Writing Made Us Think Differently
Try to imagine human thought before writing existed.
This is harder than it sounds. We are so thoroughly shaped by literacy that we cannot easily think outside of it. But for most of human history, every thought a person had existed only in their head and only for as long as they could hold it there. Knowledge was what you could remember. Reasoning was what you could do in real time, out loud, in conversation with other people who were physically standing near you.
That is not a limitation we think about much, but it is enormous. Without writing, you cannot build on an argument across weeks. You cannot compare two ideas side by side unless you can hold both in working memory simultaneously. You cannot create something like a legal code, where you lay out rules and then check new situations against those rules, because you cannot hold all of that in your head at once.
Writing did not just record thoughts that people were already having. It created entirely new kinds of thought. Abstract reasoning, formal logic, mathematics, legal codes, these are not things that humans always did and then wrote down. They are things that became possible because writing existed. You cannot do calculus in an oral culture. Not because people were less intelligent, but because calculus requires you to build on chains of reasoning that exceed what any human memory can hold.
This means writing did not just change what humans could do. It changed what humans were. A literate human is a fundamentally different cognitive creature than a pre-literate human. Not better in some moral sense. Different. Capable of thought processes that literally did not exist before.
Here is the part that matters for us: nobody saw it coming. The first scribes were keeping inventory. Tallying grain. Recording debts.
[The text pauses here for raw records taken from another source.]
//! The set of maps being edited
//!
//! This module holds the world the deltas operate on and its file handling.

mod file;

use pok_map_core::{ObjectPrototype, TileMap};
use serde::{Deserialize, Serialize};
use std::path::PathBuf;

/// Position of a map's top-left corner in world space, in pixels
#[derive(Debug, Clone, Copy, PartialEq, Eq, Default, Serialize, Deserialize)]
pub struct MapOffset {
    pub x: i32,
    pub y: i32,
}

impl MapOffset {
    pub fn new(x: i32, y: i32) -> Self {
        Self { x, y }
    }
}

/// File association of one map
#[derive(Debug, Clone, Default)]
struct MapDocument {
    path: Option<PathBuf>,
    /// Map contents at the last load or save, `None` if never saved
    saved: Option<TileMap>,
}

/// All maps of an editing session, indexed by position.
///
/// `tile_maps`, `offsets` and the per-map documents always have the same
/// length; maps are only ever appended, so indices stay valid for the whole
/// session.
#[derive(Debug, Clone, Default)]
pub struct World {
    pub tile_maps: Vec<TileMap>,
    pub offsets: Vec<MapOffset>,
    /// Objects available for placement, referenced by index
    pub object_palette: Vec<ObjectPrototype>,
    documents: Vec<MapDocument>,
}

impl World {
    pub fn new() -> Self {
        Self::default()
    }

    /// Add a map at a world position and return its index
    pub fn add_map(&mut self, map: TileMap, offset: MapOffset) -> usize {
        self.tile_maps.push(map);
        self.offsets.push(offset);
        self.documents.push(MapDocument::default());
        self.tile_maps.len() - 1
    }

    pub fn map_count(&self) -> usize {
        self.tile_maps.len()
    }

    pub fn get_map(&self, index: usize) -> Option<&TileMap> {
        self.tile_maps.get(index)
    }

    pub fn offset(&self, index: usize) -> Option<MapOffset> {
        self.offsets.get(index).copied()
    }

    /// Path the map was loaded from or last saved to
    pub fn map_path(&self, index: usize) -> Option<&PathBuf> {
        self.documents.get(index)?.path.as_ref()
    }

    /// Whether `(z, index)` addresses a cell of map `tile_map_index`
    pub fn has_cell(&self, tile_map_index: usize, z: usize, index: usize) -> bool {
        self.tile_maps
            .get(tile_map_index)
            .is_some_and(|m| m.is_valid_cell(z, index))
    }

    pub fn has_layer(&self, tile_map_index: usize, z: usize) -> bool {
        self.tile_maps
            .get(tile_map_index)
            .is_some_and(|m| z < m.layer_count())
    }

    /// Add an object to the palette and return its index
    pub fn add_object_prototype(&mut self, prototype: ObjectPrototype) -> usize {
        self.object_palette.push(prototype);
        self.object_palette.len() - 1
    }

    /// Whether any map differs from its state at the last load or save
    pub fn has_unsaved_changes(&self) -> bool {
        self.tile_maps
            .iter()
            .zip(&self.documents)
            .any(|(map, doc)| doc.saved.as_ref() != Some(map))
    }

    /// Indices of maps that differ from their last saved state
    pub fn unsaved_maps(&self) -> Vec<usize> {
        self.tile_maps
            .iter()
            .zip(&self.documents)
            .enumerate()
            .filter(|(_, (map, doc))| doc.saved.as_ref() != Some(*map))
            .map(|(i, _)| i)
            .collect()
    }
}

#[cfg(test)]
mod tests {
    use super::*;

    #[test]
    fn test_add_map_keeps_parallel_lists() {
        let mut world = World::new();
        let a = world.add_map(TileMap::new(4, 4), MapOffset::default());
        let b = world.add_map(TileMap::new(2, 2), MapOffset::new(128, 0));
        assert_eq!((a, b), (0, 1));
        assert_eq!(world.map_count(), 2);
        assert_eq!(world.offset(1), Some(MapOffset::new(128, 0)));
        assert!(world.map_path(0).is_none());
    }

    #[test]
    fn test_new_maps_are_unsaved() {
        let mut world = World::new();
        assert!(!world.has_unsaved_changes());
        world.add_map(TileMap::new(4, 4), MapOffset::default());
        assert!(world.has_unsaved_changes());
        assert_eq!(world.unsaved_maps(), vec![0]);
    }

    #[test]
    fn test_cell_queries() {
        let mut world = World::new();
        world.add_map(TileMap::new(2, 2), MapOffset::default());
        assert!(world.has_cell(0, 0, 3));
        assert!(!world.has_cell(0, 0, 4));
        assert!(!world.has_cell(0, 1, 0));
        assert!(!world.has_cell(1, 0, 0));
        assert!(world.has_layer(0, 0));
    }
}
If you had asked them whether scratching marks into clay tablets would eventually produce differential equations and constitutional law, they would not have even understood the question. They were solving a storage problem. They had no framework for imagining that they were building the foundation for entirely new modes of human cognition.
Electricity Rewired Human Life
Electricity is the one worth slowing down on, because the full scope of what it did goes far beyond what we usually talk about.
We tell the story of electricity as a story about convenience. Lights replaced candles. Motors replaced manual labor. Factories became more efficient. All true, and all just the surface.
Electricity restructured human biology. That is not an exaggeration. For the entire history of our species, human life was organized around the sun. You woke when it rose. You worked while it was up. You slept when it set. Your body's circadian rhythms, your hormonal cycles, your patterns of alertness and rest, all of it was locked to the rotation of the earth.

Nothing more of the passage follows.